- Opening Delimiter -
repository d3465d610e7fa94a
//! Application error types

mod app_error;

pub use app_error::{AppError, AppResult};
//! Category entity <-> model mapper

use gourmet_core::entities::Category;
use gourmet_core::value_objects::Snowflake;

use crate::models::CategoryModel;

impl From<CategoryModel> for Category {
    fn from(model: CategoryModel) -> Self {
        Category::new(Snowflake::new(model.id), model.name)
    }
}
- Closing Delimiter -
TASK OBJECTIVE >> The response should be every record above restated exactly.

ANSWER TO THIS TASK >>
repository d3465d610e7fa94a
//! Application error types

mod app_error;

pub use app_error::{AppError, AppResult};
//! Category entity <-> model mapper

use gourmet_core::entities::Category;
use gourmet_core::value_objects::Snowflake;

use crate::models::CategoryModel;

impl From<CategoryModel> for Category {
    fn from(model: CategoryModel) -> Self {
        Category::new(Snowflake::new(model.id), model.name)
    }
}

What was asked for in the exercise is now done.